Description of the task - Please repeat the records exactly from their first line, finishing at the line containing "pub fn height(&self)" and including it.

Collected data entries:

BEGIN

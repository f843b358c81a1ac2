use std::fmt;
use std::sync::Arc;
use std::time::Duration;

use thiserror::Error;

pub type FrameResult<T> = Result<T, FrameError>;

/// Brightness plane of one decoded frame, rows packed back to back.
///
/// Detection and recognition only look at luminance, so decoders drop chroma
/// and any row padding before a frame leaves the backend. Cloning shares the
/// pixels.
#[derive(Clone)]
pub struct LumaFrame {
    width: u32,
    height: u32,
    frame_index: Option<u64>,
    timestamp: Option<Duration>,
    pixels: Arc<[u8]>,
}

impl fmt::Debug for LumaFrame {
    fn fmt(&self, f: &mut fmt::Formatter<'_>) -> fmt::Result {
        write!(f, "LumaFrame({}x{}", self.width, self.height)?;
        if let Some(index) = self.frame_index {
            write!(f, " #{index}")?;
        }
        if let Some(timestamp) = self.timestamp {
            write!(f, " @{timestamp:?}")?;
        }
        f.write_str(")")
    }
}

impl LumaFrame {
    /// `pixels` must hold exactly `width * height` bytes.
    pub fn new(width: u32, height: u32, pixels: Vec<u8>) -> FrameResult<Self> {
        let expected = (width as usize)
            .checked_mul(height as usize)
            .ok_or(FrameError::Oversized { width, height })?;
        if pixels.len() != expected {
            return Err(FrameError::PlaneSize {
                width,
                height,
                actual: pixels.len(),
            });
        }
        Ok(Self {
            width,
            height,
            frame_index: None,
            timestamp: None,
            pixels: pixels.into(),
        })
    }

    pub fn with_frame_index(mut self, index: Option<u64>) -> Self {
        self.frame_index = index;
        self
    }

    pub fn with_timestamp(mut self, timestamp: Option<Duration>) -> Self {
        self.timestamp = timestamp;
        self
    }

    pub fn width(&self) -> u32 {
        self.width
    }

    pub fn height(&self) -> u32 {
        self.height
    }

    /// Position in decode order, when the backend knows it.
    pub fn frame_index(&self) -> Option<u64> {
        self.frame_index
    }

    pub fn timestamp(&self) -> Option<Duration> {
        self.timestamp
    }

    pub fn data(&self) -> &[u8] {
        &self.pixels
    }

    pub fn row(&self, y: u32) -> Option<&[u8]> {
        self.pixels.chunks_exact(self.width.max(1) as usize).nth(y as usize)
    }
}

#[derive(Debug, Error)]
pub enum FrameError {
    #[error("decoder backend {backend} is not compiled into this build")]
    Unsupported { backend: &'static str },

    #[error("{backend} decoder failed: {message}")]
    BackendFailure {
        backend: &'static str,
        message: String,
    },

    #[error("decoder configuration: {message}")]
    Configuration { message: String },

    #[error("{width}x{height} luma plane needs {} bytes, got {actual}", *width as usize * *height as usize)]
    PlaneSize {
        width: u32,
        height: u32,
        actual: usize,
    },

    #[error("{width}x{height} frame is too large to address")]
    Oversized { width: u32, height: u32 },

    #[error(transparent)]
    Io(#[from] std::io::Error),
}

impl FrameError {
    pub fn unsupported(backend: &'static str) -> Self {
        Self::Unsupported { backend }
    }

    pub fn backend_failure(backend: &'static str, message: impl Into<String>) -> Self {
        Self::BackendFailure {
            backend,
            message: message.into(),
        }
    }

    pub fn configuration(message: impl Into<String>) -> Self {
        Self::Configuration {
            message: message.into(),
        }
    }
}
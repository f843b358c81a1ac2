use std::io;
use std::path::{Path, PathBuf};

use tracing::{debug, warn};

const WORKDIR_SUFFIX: &str = "subtitle-extract";
const RAW_LOG_NAME: &str = "raw.txt";
const EXTRACTOR_SRT_NAME: &str = "raw_extractor.srt";

/// Per-video scratch directory for checkpoints and extractor output.
///
/// Lives next to the output file as `.<stem>.subtitle-extract/`. Removed on
/// drop unless it was created with `keep` set.
#[derive(Debug)]
pub struct WorkDir {
    path: PathBuf,
    keep: bool,
}

impl WorkDir {
    pub fn location(output: &Path, stem: &str) -> PathBuf {
        let parent = output
            .parent()
            .filter(|dir| !dir.as_os_str().is_empty())
            .unwrap_or_else(|| Path::new("."));
        parent.join(format!(".{stem}.{WORKDIR_SUFFIX}"))
    }

    /// Creates an empty directory, wiping leftovers from a previous run.
    pub async fn create(output: &Path, stem: &str, keep: bool) -> io::Result<Self> {
        let path = Self::location(output, stem);
        match tokio::fs::remove_dir_all(&path).await {
            Ok(()) => debug!(path = %path.display(), "removed stale working directory"),
            Err(err) if err.kind() == io::ErrorKind::NotFound => {}
            Err(err) => return Err(err),
        }
        tokio::fs::create_dir_all(&path).await?;
        Ok(Self { path, keep })
    }

    pub fn path(&self) -> &Path {
        &self.path
    }

    pub fn raw_log(&self) -> PathBuf {
        self.path.join(RAW_LOG_NAME)
    }

    pub fn extractor_srt(&self) -> PathBuf {
        self.path.join(EXTRACTOR_SRT_NAME)
    }

    pub fn keeps_files(&self) -> bool {
        self.keep
    }
}

impl Drop for WorkDir {
    fn drop(&mut self) {
        if self.keep {
            debug!(path = %self.path.display(), "keeping working directory");
            return;
        }
        if let Err(err) = std::fs::remove_dir_all(&self.path) {
            if err.kind() != io::ErrorKind::NotFound {
                warn!(path = %self.path.display(), error = %err, "failed to remove working directory");
            }
        }
    }
}

#[cfg(test)]
mod tests {
    use super::*;

    #[test]
    fn sits_next_to_the_output() {
        assert_eq!(
            WorkDir::location(Path::new("/videos/out/movie.srt"), "movie"),
            PathBuf::from("/videos/out/.movie.subtitle-extract")
        );
        assert_eq!(
            WorkDir::location(Path::new("movie.srt"), "movie"),
            PathBuf::from("./.movie.subtitle-extract")
        );
    }

    #[tokio::test]
    async fn wipes_on_create_and_removes_on_drop() {
        let dir = tempfile::tempdir().unwrap();
        let output = dir.path().join("movie.srt");
        let stale = WorkDir::location(&output, "movie").join("leftover");
        std::fs::create_dir_all(stale.parent().unwrap()).unwrap();
        std::fs::write(&stale, b"old").unwrap();

        let workdir = WorkDir::create(&output, "movie", false).await.unwrap();
        assert!(!stale.exists());
        std::fs::write(workdir.raw_log(), b"0\t(1, 2, 3, 4)\tx\n").unwrap();
        let path = workdir.path().to_path_buf();
        drop(workdir);
        assert!(!path.exists());
    }

    #[tokio::test]
    async fn keep_leaves_files_behind() {
        let dir = tempfile::tempdir().unwrap();
        let output = dir.path().join("movie.srt");
        let workdir = WorkDir::create(&output, "movie", true).await.unwrap();
        assert!(workdir.keeps_files());
        let path = workdir.path().to_path_buf();
        drop(workdir);
        assert!(path.is_dir());
    }
}
use std::process::ExitCode;

use subtitle_extract::backend::{self, display_available_backends};
use subtitle_extract::cli::{CliArgs, CliSources, parse_cli};
use subtitle_extract::region::{AutoReviewer, PromptReviewer, RegionReviewer};
use subtitle_extract::settings::{ConfigError, resolve_settings};
use subtitle_extract::stage::progress::{progress_channel, spawn_progress_display};
use subtitle_extract::{
    ExtractionReport, PipelineError, StopSignal, build_engines, build_plan,
};
use subtitle_extract_decoder::FrameError;
use subtitle_extract_ocr::OcrError;
use thiserror::Error;
use tracing::{error, info, warn};
use tracing_subscriber::{layer::SubscriberExt, util::SubscriberInitExt};

#[derive(Debug, Error)]
enum AppError {
    #[error(transparent)]
    Config(#[from] ConfigError),
    #[error(transparent)]
    Decoder(#[from] FrameError),
    #[error(transparent)]
    Ocr(#[from] OcrError),
    #[error(transparent)]
    Pipeline(#[from] PipelineError),
    #[error("no input video given")]
    MissingInput,
}

#[tokio::main(flavor = "multi_thread")]
async fn main() -> ExitCode {
    init_logging();
    let (cli, sources) = parse_cli();
    if cli.list_backends {
        display_available_backends();
        return ExitCode::SUCCESS;
    }

    match run(cli, sources).await {
        Ok(report) => {
            println!(
                "subtitle output written to {} ({} cues)",
                report.output.display(),
                report.cues.len()
            );
            if let Some(txt) = &report.txt_output {
                println!("text output written to {}", txt.display());
            }
            ExitCode::SUCCESS
        }
        Err(AppError::Pipeline(PipelineError::Cancelled)) => {
            warn!("stopped before completion");
            ExitCode::from(130)
        }
        Err(err) => {
            error!("{err}");
            ExitCode::FAILURE
        }
    }
}

async fn run(cli: CliArgs, sources: CliSources) -> Result<ExtractionReport, AppError> {
    let settings = resolve_settings(&cli, &sources)?;
    let input = settings.input.clone().ok_or(AppError::MissingInput)?;
    let output = settings.output_path().ok_or(AppError::MissingInput)?;
    let engines = build_engines(settings.ocr_backend, settings.ocr_replay.as_deref())?;
    let plan = build_plan(&settings, input, output, engines)?;

    let stop = StopSignal::new();
    {
        let stop = stop.clone();
        tokio::spawn(async move {
            if tokio::signal::ctrl_c().await.is_ok() {
                info!("interrupt received, stopping");
                stop.stop();
            }
        });
    }

    let mut reviewer: Box<dyn RegionReviewer> = if cli.yes {
        Box::new(AutoReviewer::accept_all())
    } else if cli.no_filter {
        Box::new(AutoReviewer::reject_all())
    } else {
        Box::new(PromptReviewer::stdio())
    };

    let (progress_tx, progress_rx) = progress_channel();
    let display = spawn_progress_display(progress_rx);
    let result = backend::run(plan, reviewer.as_mut(), &stop, Some(progress_tx)).await;
    let _ = display.await;
    Ok(result?)
}

fn init_logging() {
    tracing_subscriber::registry()
        .with(
            tracing_subscriber::EnvFilter::try_from_default_env()
                .unwrap_or_else(|_| "subtitle_extract=info".into()),
        )
        .with(tracing_subscriber::fmt::layer().with_writer(std::io::stderr))
        .init();
}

END

Answer -
repository f843b358c81a1ac2
use std::fmt;
use std::sync::Arc;
use std::time::Duration;

use thiserror::Error;

pub type FrameResult<T> = Result<T, FrameError>;

/// Brightness plane of one decoded frame, rows packed back to back.
///
/// Detection and recognition only look at luminance, so decoders drop chroma
/// and any row padding before a frame leaves the backend. Cloning shares the
/// pixels.
#[derive(Clone)]
pub struct LumaFrame {
    width: u32,
    height: u32,
    frame_index: Option<u64>,
    timestamp: Option<Duration>,
    pixels: Arc<[u8]>,
}

impl fmt::Debug for LumaFrame {
    fn fmt(&self, f: &mut fmt::Formatter<'_>) -> fmt::Result {
        write!(f, "LumaFrame({}x{}", self.width, self.height)?;
        if let Some(index) = self.frame_index {
            write!(f, " #{index}")?;
        }
        if let Some(timestamp) = self.timestamp {
            write!(f, " @{timestamp:?}")?;
        }
        f.write_str(")")
    }
}

impl LumaFrame {
    /// `pixels` must hold exactly `width * height` bytes.
    pub fn new(width: u32, height: u32, pixels: Vec<u8>) -> FrameResult<Self> {
        let expected = (width as usize)
            .checked_mul(height as usize)
            .ok_or(FrameError::Oversized { width, height })?;
        if pixels.len() != expected {
            return Err(FrameError::PlaneSize {
                width,
                height,
                actual: pixels.len(),
            });
        }
        Ok(Self {
            width,
            height,
            frame_index: None,
            timestamp: None,
            pixels: pixels.into(),
        })
    }

    pub fn with_frame_index(mut self, index: Option<u64>) -> Self {
        self.frame_index = index;
        self
    }

    pub fn with_timestamp(mut self, timestamp: Option<Duration>) -> Self {
        self.timestamp = timestamp;
        self
    }

    pub fn width(&self) -> u32 {
        self.width
    }

    pub fn height(&self) -> u32 {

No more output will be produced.